Problem to solve
Pick every line from the data below that contains the string "order" and copy it.

------ Dataset entries

//! Typed record access over the bucket store
//!
//! JSON codecs and key conventions for each bucket, so callers compose
//! atomic batches out of typed domain values instead of raw bytes.
//!
//! ## Key conventions
//!
//! | Bucket | Key |
//! |---|---|
//! | `inodes`, `content_hashes`, `upload_sessions`, `download_sessions` | zero-padded node id |
//! | `offline_changes` | zero-padded change id (replay order = key order) |
//! | `delta_cursor` | drive id |
//! | `subscriptions` | subscription id |
//! | `config` | counter / setting name |

use serde::de::DeserializeOwned;

use driftfs_core::domain::{
    DeltaCursor, DownloadSession, DriftError, Inode, NodeId, OfflineChange, QuickXorHash,
    Subscription, UploadSession,
};

use crate::store::{BatchOp, Bucket, Store};

/// Key of the persisted node-id allocator in the `config` bucket
pub const NEXT_NODE_ID_KEY: &str = "next_node_id";
/// Key of the persisted offline-change-id allocator in the `config` bucket
pub const NEXT_CHANGE_ID_KEY: &str = "next_change_id";

fn decode<T: DeserializeOwned>(bucket: Bucket, key: &str, bytes: &[u8]) -> Result<T, DriftError> {
    serde_json::from_slice(bytes).map_err(|e| {
        DriftError::StorageCorrupt(format!(
            "undecodable record {}/{key}: {e}",
            bucket.name()
        ))
    })
}

impl Store {
    // --- Inodes ---

    pub async fn get_inode(&self, id: NodeId) -> Result<Option<Inode>, DriftError> {
        match self.get(Bucket::Inodes, &id.as_key()).await? {
            Some(bytes) => Ok(Some(decode(Bucket::Inodes, &id.as_key(), &bytes)?)),
            None => Ok(None),
        }
    }

    /// Loads the whole tree; used once at mount to build the in-memory index
    pub async fn load_inodes(&self) -> Result<Vec<Inode>, DriftError> {
        let rows = self.range(Bucket::Inodes, "").await?;
        rows.iter()
            .map(|(key, bytes)| decode(Bucket::Inodes, key, bytes))
            .collect()
    }

    // --- Content hashes ---

    pub async fn get_content_hash(&self, id: NodeId) -> Result<Option<QuickXorHash>, DriftError> {
        match self.get(Bucket::ContentHashes, &id.as_key()).await? {
            Some(bytes) => Ok(Some(decode(Bucket::ContentHashes, &id.as_key(), &bytes)?)),
            None => Ok(None),
        }
    }

    // --- Delta cursor ---

    pub async fn get_delta_cursor(&self, drive: &str) -> Result<Option<DeltaCursor>, DriftError> {
        match self.get(Bucket::DeltaCursor, drive).await? {
            Some(bytes) => Ok(Some(decode(Bucket::DeltaCursor, drive, &bytes)?)),
            None => Ok(None),
        }
    }

    // --- Transfer sessions ---

    pub async fn get_upload_session(
        &self,
        id: NodeId,
    ) -> Result<Option<UploadSession>, DriftError> {
        match self.get(Bucket::UploadSessions, &id.as_key()).await? {
            Some(bytes) => Ok(Some(decode(Bucket::UploadSessions, &id.as_key(), &bytes)?)),
            None => Ok(None),
        }
    }

    pub async fn load_upload_sessions(&self) -> Result<Vec<UploadSession>, DriftError> {
        let rows = self.range(Bucket::UploadSessions, "").await?;
        rows.iter()
            .map(|(key, bytes)| decode(Bucket::UploadSessions, key, bytes))
            .collect()
    }

    pub async fn get_download_session(
        &self,
        id: NodeId,
    ) -> Result<Option<DownloadSession>, DriftError> {
        match self.get(Bucket::DownloadSessions, &id.as_key()).await? {
            Some(bytes) => Ok(Some(decode(
                Bucket::DownloadSessions,
                &id.as_key(),
                &bytes,
            )?)),
            None => Ok(None),
        }
    }

    pub async fn load_download_sessions(&self) -> Result<Vec<DownloadSession>, DriftError> {
        let rows = self.range(Bucket::DownloadSessions, "").await?;
        rows.iter()
            .map(|(key, bytes)| decode(Bucket::DownloadSessions, key, bytes))
            .collect()
    }

    // --- Offline changes ---

    /// Loads all queued offline changes, oldest first
    pub async fn load_offline_changes(&self) -> Result<Vec<OfflineChange>, DriftError> {
        let rows = self.range(Bucket::OfflineChanges, "").await?;
        rows.iter()
            .map(|(key, bytes)| decode(Bucket::OfflineChanges, key, bytes))
            .collect()
    }

    // --- Subscriptions ---

    pub async fn load_subscriptions(&self) -> Result<Vec<Subscription>, DriftError> {
        let rows = self.range(Bucket::Subscriptions, "").await?;
        rows.iter()
            .map(|(key, bytes)| decode(Bucket::Subscriptions, key, bytes))
            .collect()
    }

    // --- Counters ---

    /// Reads a `config`-bucket counter, defaulting when absent
    pub async fn get_counter(&self, key: &str, default: u64) -> Result<u64, DriftError> {
        match self.get(Bucket::Config, key).await? {
            Some(bytes) => decode(Bucket::Config, key, &bytes),
            None => Ok(default),
        }
    }
}

// ============================================================================
// Batch op builders
// ============================================================================

/// Batch op writing an inode record
pub fn inode_put(inode: &Inode) -> Result<BatchOp, DriftError> {
    BatchOp::put_json(Bucket::Inodes, inode.id().as_key(), inode)
}

/// Batch op removing an inode record
pub fn inode_delete(id: NodeId) -> BatchOp {
    BatchOp::delete(Bucket::Inodes, id.as_key())
}

pub fn content_hash_put(id: NodeId, hash: &QuickXorHash) -> Result<BatchOp, DriftError> {
    BatchOp::put_json(Bucket::ContentHashes, id.as_key(), hash)
}

pub fn content_hash_delete(id: NodeId) -> BatchOp {
    BatchOp::delete(Bucket::ContentHashes, id.as_key())
}

pub fn delta_cursor_put(drive: &str, cursor: &DeltaCursor) -> Result<BatchOp, DriftError> {
    BatchOp::put_json(Bucket::DeltaCursor, drive, cursor)
}

pub fn delta_cursor_delete(drive: &str) -> BatchOp {
    BatchOp::delete(Bucket::DeltaCursor, drive)
}

pub fn upload_session_put(session: &UploadSession) -> Result<BatchOp, DriftError> {
    BatchOp::put_json(Bucket::UploadSessions, session.node.as_key(), session)
}

pub fn upload_session_delete(id: NodeId) -> BatchOp {
    BatchOp::delete(Bucket::UploadSessions, id.as_key())
}

pub fn download_session_put(session: &DownloadSession) -> Result<BatchOp, DriftError> {
    BatchOp::put_json(Bucket::DownloadSessions, session.node.as_key(), session)
}

pub fn download_session_delete(id: NodeId) -> BatchOp {
    BatchOp::delete(Bucket::DownloadSessions, id.as_key())
}

fn change_key(change_id: u64) -> String {
    format!("{change_id:020}")
}

pub fn offline_change_put(change: &OfflineChange) -> Result<BatchOp, DriftError> {
    BatchOp::put_json(Bucket::OfflineChanges, change_key(change.change_id), change)
}

pub fn offline_change_delete(change_id: u64) -> BatchOp {
    BatchOp::delete(Bucket::OfflineChanges, change_key(change_id))
}

pub fn subscription_put(subscription: &Subscription) -> Result<BatchOp, DriftError> {
    BatchOp::put_json(Bucket::Subscriptions, &subscription.id, subscription)
}

pub fn subscription_delete(id: &str) -> BatchOp {
    BatchOp::delete(Bucket::Subscriptions, id)
}

pub fn counter_put(key: &str, value: u64) -> Result<BatchOp, DriftError> {
    BatchOp::put_json(Bucket::Config, key, &value)
}
//! Mount lifecycle
//!
//! One [`Mount`] per projected drive: it opens the persistent store under
//! the mount's cache directory, loads the metadata index, starts the
//! pipelines and background activities, and tears everything down within
//! the graceful-shutdown budget. Mount setup as a whole is bounded by
//! `mount.timeout`; when it expires the partially built state is dropped
//! (releasing the store lock) and the mount fails cleanly.

use std::path::Path;
use std::str::FromStr;
use std::sync::Arc;
use std::time::Duration;

use tokio::sync::{mpsc, watch};
use tokio::task::JoinHandle;
use tokio_util::sync::CancellationToken;
use tracing::{info, warn};

use driftfs_cache::ContentCache;
use driftfs_conflict::{PolicyEngine, Strategy};
use driftfs_core::config::Config;
use driftfs_core::domain::{DriftError, ItemState, TransportKind};
use driftfs_core::ports::graph::GraphClient;
use driftfs_core::ports::transport::ChangeHint;
use driftfs_graph::pacing::RequestPacer;
use driftfs_notify::{ChangeNotifier, ChangeTransport, NotifierHandle, SubscriptionManager};
use driftfs_store::{records, Store};
use driftfs_sync::delta::DeltaSyncLoop;
use driftfs_sync::download::{self, DownloadPipeline};
use driftfs_sync::index::MetadataIndex;
use driftfs_sync::offline::{ConnState, ConnectivityMonitor, OfflineQueue, RecoveryDriver};
use driftfs_sync::scheduler::RequestScheduler;
use driftfs_sync::status::TransferStatus;
use driftfs_sync::upload::{self, UploadPipeline};
use driftfs_sync::SyncDeps;

use crate::fs::RemoteOutcome;
use crate::handle::HandleTable;

/// Graceful shutdown budget for the whole mount
const SHUTDOWN_BUDGET: Duration = Duration::from_secs(10);
/// Graceful stop budget for upload workers
const UPLOAD_STOP_BUDGET: Duration = Duration::from_secs(30);
/// Graceful stop budget for download workers
const DOWNLOAD_STOP_BUDGET: Duration = Duration::from_secs(5);
/// Capacity of the change-hint channel into the delta loop
const HINT_CHANNEL_CAPACITY: usize = 64;

/// Change-subscription parameters, when a push transport is configured
#[derive(Debug, Clone)]
pub struct SubscriptionSpec {
    /// Resource scope, e.g. `/me/drive/root`
    pub resource: String,
    /// Public callback URL (webhook transport)
    pub notification_url: String,
    pub transport: TransportKind,
}

/// External wiring the embedder supplies at mount time
#[derive(Default)]
pub struct MountOptions {
    /// Change transports in preference order; empty means pure polling
    pub transports: Vec<Arc<dyn ChangeTransport>>,
    pub subscription: Option<SubscriptionSpec>,
}

/// Worker and background-task handles, grouped by stop budget
struct BackgroundTasks {
    download_workers: Vec<JoinHandle<()>>,
    upload_workers: Vec<JoinHandle<()>>,
    services: Vec<JoinHandle<()>>,
}

/// One mounted drive
pub struct Mount {
    pub(crate) deps: Arc<SyncDeps>,
    pub(crate) downloads: Arc<DownloadPipeline>,
    pub(crate) uploads: Arc<UploadPipeline>,
    pub(crate) monitor: Arc<ConnectivityMonitor>,
    pub(crate) conn: watch::Receiver<ConnState>,
    pub(crate) notifier: NotifierHandle,
    pub(crate) handles: HandleTable,
    pub(crate) scheduler: Arc<RequestScheduler<RemoteOutcome>>,
    delta: Arc<DeltaSyncLoop>,
    subscriptions: Option<Arc<SubscriptionManager>>,
    hints_tx: mpsc::Sender<ChangeHint>,
    shutdown: CancellationToken,
    tasks: tokio::sync::Mutex<Option<BackgroundTasks>>,
}

impl std::fmt::Debug for Mount {
    fn fmt(&self, f: &mut std::fmt::Formatter<'_>) -> std::fmt::Result {
        f.debug_struct("Mount").finish_non_exhaustive()
    }
}

impl Mount {
    /// Mounts a drive, bounded by `mount.timeout`
    pub async fn mount(
        config: Config,
        client: Arc<dyn GraphClient>,
        options: MountOptions,
    ) -> Result<Arc<Self>, DriftError> {
        config.ensure_valid()?;
        let timeout = config.mount_timeout();

        match tokio::time::timeout(timeout, Self::mount_inner(config, client, options)).await {
            Ok(result) => result,
            Err(_) => {
                // Partially built state was dropped with the future; the
                // store lock guard went with it.
                Err(DriftError::Config {
                    field: "mount.timeout".into(),
                    message: format!("mount setup exceeded {}s", timeout.as_secs()),
                })
            }
        }
    }

    async fn mount_inner(
        config: Config,
        client: Arc<dyn GraphClient>,
        options: MountOptions,
    ) -> Result<Arc<Self>, DriftError> {
        let cache_dir = config
            .mount
            .cache_dir
            .clone()
            .unwrap_or_else(Config::default_cache_dir);
        let config_dir = config
            .mount
            .config_dir
            .clone()
            .unwrap_or_else(Config::default_config_dir);
        prepare_directories(&config_dir, &cache_dir)?;

        let store = Arc::new(Store::open(&cache_dir.join("store.db")).await?);
        let index = Arc::new(MetadataIndex::load(store.clone()).await?);
        let cache = Arc::new(ContentCache::new(&cache_dir).await?);
        let offline = OfflineQueue::load(store.clone(), config.offline.max_changes).await?;

        let default_strategy = Strategy::from_str(&config.conflict.strategy)?;
        let policy = Arc::new(PolicyEngine::new(default_strategy, &config.conflict.rules));

        let deps = Arc::new(SyncDeps {
            config: config.clone(),
            store: store.clone(),
            cache,
            index,
            client: client.clone(),
            pacer: Arc::new(RequestPacer::with_defaults()),
            status: Arc::new(TransferStatus::new()),
            policy,
            offline,
        });

        let shutdown = CancellationToken::new();

        // Pipelines.
        let downloads = DownloadPipeline::new(deps.clone());
        let uploads = UploadPipeline::new(deps.clone());
        let download_workers = downloads.spawn_workers(shutdown.clone());
        let upload_workers = uploads.spawn_workers(shutdown.clone());

        // Crash recovery: resume transfer sessions, re-queue pending items.
        download::resume_pending(&downloads).await?;
        upload::resume_pending(&uploads).await?;
        uploads.drain_pending();

        let mut services = Vec::new();

        // Connectivity.
        let (monitor, conn) = ConnectivityMonitor::new(
            client.clone(),
            config.probe_interval(),
            config.probe_timeout(),
        );
        services.push(tokio::spawn({
            let monitor = monitor.clone();
            let shutdown = shutdown.clone();
            async move { monitor.run(shutdown).await }
        }));

        // Change notification.
        let (hints_tx, hints_rx) = mpsc::channel(HINT_CHANNEL_CAPACITY);
        let (notifier, notifier_handle) =
            ChangeNotifier::new(options.transports, hints_tx.clone());
        services.push(tokio::spawn({
            let shutdown = shutdown.clone();
            async move { notifier.run(shutdown).await }
        }));

        let subscriptions = match options.subscription {
            Some(spec) => {
                let manager = Arc::new(SubscriptionManager::new(
                    client.clone(),
                    store.clone(),
                    spec.resource,
                    spec.notification_url,
                    spec.transport,
                ));
                if let Err(e) = manager.ensure().await {
                    warn!(error = %e, "Could not establish change subscription");
                }
                services.push(tokio::spawn({
                    let manager = manager.clone();
                    let shutdown = shutdown.clone();
                    async move { manager.maintain(shutdown).await }
                }));
                Some(manager)
            }
            None => None,
        };

        // Delta loop.
        let delta = Arc::new(DeltaSyncLoop::new(
            deps.clone(),
            uploads.clone(),
            notifier_handle.clone(),
            hints_rx,
            conn.clone(),
        ));
        services.push(tokio::spawn({
            let delta = delta.clone();
            let shutdown = shutdown.clone();
            async move { delta.run(shutdown).await }
        }));

        // Offline recovery.
        let recovery = RecoveryDriver::new(deps.clone(), uploads.clone());
        services.push(tokio::spawn({
            let conn = conn.clone();
            let shutdown = shutdown.clone();
            async move { recovery.run(conn, shutdown).await }
        }));

        // Cache cleanup timer.
        services.push(tokio::spawn(cleanup_loop(deps.clone(), shutdown.clone())));

        // Kick the initial reconciliation (the first tree walk when no
        // cursor exists) without waiting a full polling interval.
        let _ = hints_tx
            .try_send(ChangeHint::new("/", TransportKind::Polling));

        let mount = Arc::new(Self {
            deps,
            downloads,
            uploads,
            monitor,
            conn,
            notifier: notifier_handle,
            handles: HandleTable::new(),
            scheduler: Arc::new(RequestScheduler::new(4)),
            delta,
            subscriptions,
            hints_tx,
            shutdown,
            tasks: tokio::sync::Mutex::new(Some(BackgroundTasks {
                download_workers,
                upload_workers,
                services,
            })),
        });

        info!(
            cache_dir = %cache_dir.display(),
            nodes = mount.deps.index.node_count(),
            "Mount ready"
        );
        Ok(mount)
    }

    /// The transfer status stream
    pub fn status(&self) -> &TransferStatus {
        &self.deps.status
    }

    /// Current connectivity state
    #[must_use]
    pub fn connectivity(&self) -> ConnState {
        *self.conn.borrow()
    }

    /// Whether the change notifier currently delivers hints
    #[must_use]
    pub fn notifier_healthy(&self) -> bool {
        self.notifier.healthy()
    }

    /// Requests an immediate reconciliation cycle
    pub fn request_sync(&self) {
        let _ = self
            .hints_tx
            .try_send(ChangeHint::new("/", TransportKind::Polling));
    }

    /// Runs one reconciliation cycle and waits for its summary
    ///
    /// Delta application is idempotent, so overlapping with a loop-driven
    /// cycle is harmless.
    pub async fn sync_now(
        &self,
    ) -> Result<driftfs_sync::delta::SyncSummary, DriftError> {
        self.delta.sync_cycle(&CancellationToken::new()).await
    }

    /// The connectivity monitor, for embedders feeding passive signals
    pub fn monitor(&self) -> Arc<ConnectivityMonitor> {
        self.monitor.clone()
    }

    /// Number of offline changes awaiting replay
    #[must_use]
    pub fn offline_pending(&self) -> usize {
        self.deps.offline.len()
    }

    /// Runs a cache cleanup pass on explicit request
    pub async fn cleanup_now(&self) -> Result<(), DriftError> {
        run_cleanup(&self.deps).await
    }

    /// Graceful shutdown: stop intake, drain workers within their budgets,
    /// delete the change subscription, release the store lock
    pub async fn shutdown(&self) {
        info!("Mount shutting down");
        self.shutdown.cancel();

        if let Some(tasks) = self.tasks.lock().await.take() {
            join_with_budget("download-workers", tasks.download_workers, DOWNLOAD_STOP_BUDGET)
                .await;
            join_with_budget("upload-workers", tasks.upload_workers, UPLOAD_STOP_BUDGET).await;
            join_with_budget("services", tasks.services, SHUTDOWN_BUDGET).await;
        }

        if let Some(subscriptions) = &self.subscriptions {
            subscriptions.shutdown().await;
        }

        info!("Mount stopped");
    }
}

/// Creates the mount directories with the documented permissions
fn prepare_directories(config_dir: &Path, cache_dir: &Path) -> Result<(), DriftError> {
    for (dir, mode) in [(config_dir, 0o700u32), (cache_dir, 0o755u32)] {
        std::fs::create_dir_all(dir).map_err(|e| {
            DriftError::StorageCorrupt(format!("cannot create {}: {e}", dir.display()))
        })?;
        #[cfg(unix)]
        {
            use std::os::unix::fs::PermissionsExt;
            let perms = std::fs::Permissions::from_mode(mode);
            std::fs::set_permissions(dir, perms).map_err(|e| {
                DriftError::StorageCorrupt(format!(
                    "cannot set permissions on {}: {e}",
                    dir.display()
                ))
            })?;
        }
    }
    Ok(())
}

async fn join_with_budget(group: &str, handles: Vec<JoinHandle<()>>, budget: Duration) {
    let drain = async {
        for handle in handles {
            let _ = handle.await;
        }
    };
    if tokio::time::timeout(budget, drain).await.is_err() {
        warn!(group, budget_secs = budget.as_secs(), "Stop budget exceeded, abandoning tasks");
    }
}

/// Periodic cache cleanup: orphans, retention eviction, inode demotion
async fn cleanup_loop(deps: Arc<SyncDeps>, shutdown: CancellationToken) {
    let mut timer = tokio::time::interval(deps.config.cache_cleanup_interval());
    timer.set_missed_tick_behavior(tokio::time::MissedTickBehavior::Delay);
    timer.tick().await; // the immediate first tick; cleanup can wait

    loop {
        tokio::select! {
            _ = shutdown.cancelled() => break,
            _ = timer.tick() => {
                if let Err(e) = run_cleanup(&deps).await {
                    warn!(error = %e, "Cache cleanup failed");
                }
            }
        }
    }
}

/// One cleanup pass, also usable on explicit request
pub(crate) async fn run_cleanup(deps: &Arc<SyncDeps>) -> Result<(), DriftError> {
    let policies = deps.index.cache_policies();
    let report = deps
        .cache
        .cleanup(deps.config.cache_retention(), &policies)
        .await?;

    // Evicted entries demote their inodes back to placeholders.
    for node in report.evicted {
        if let Some(mut inode) = deps.index.get(node) {
            if matches!(inode.state(), ItemState::Hydrated) {
                inode.evict()?;
                deps.index
                    .commit(vec![inode], vec![records::content_hash_delete(node)])
                    .await?;
            }
        }
    }
    Ok(())
}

------------

Task output
//! | `offline_changes` | zero-padded change id (replay order = key order) |
    /// Change transports in preference order; empty means pure polling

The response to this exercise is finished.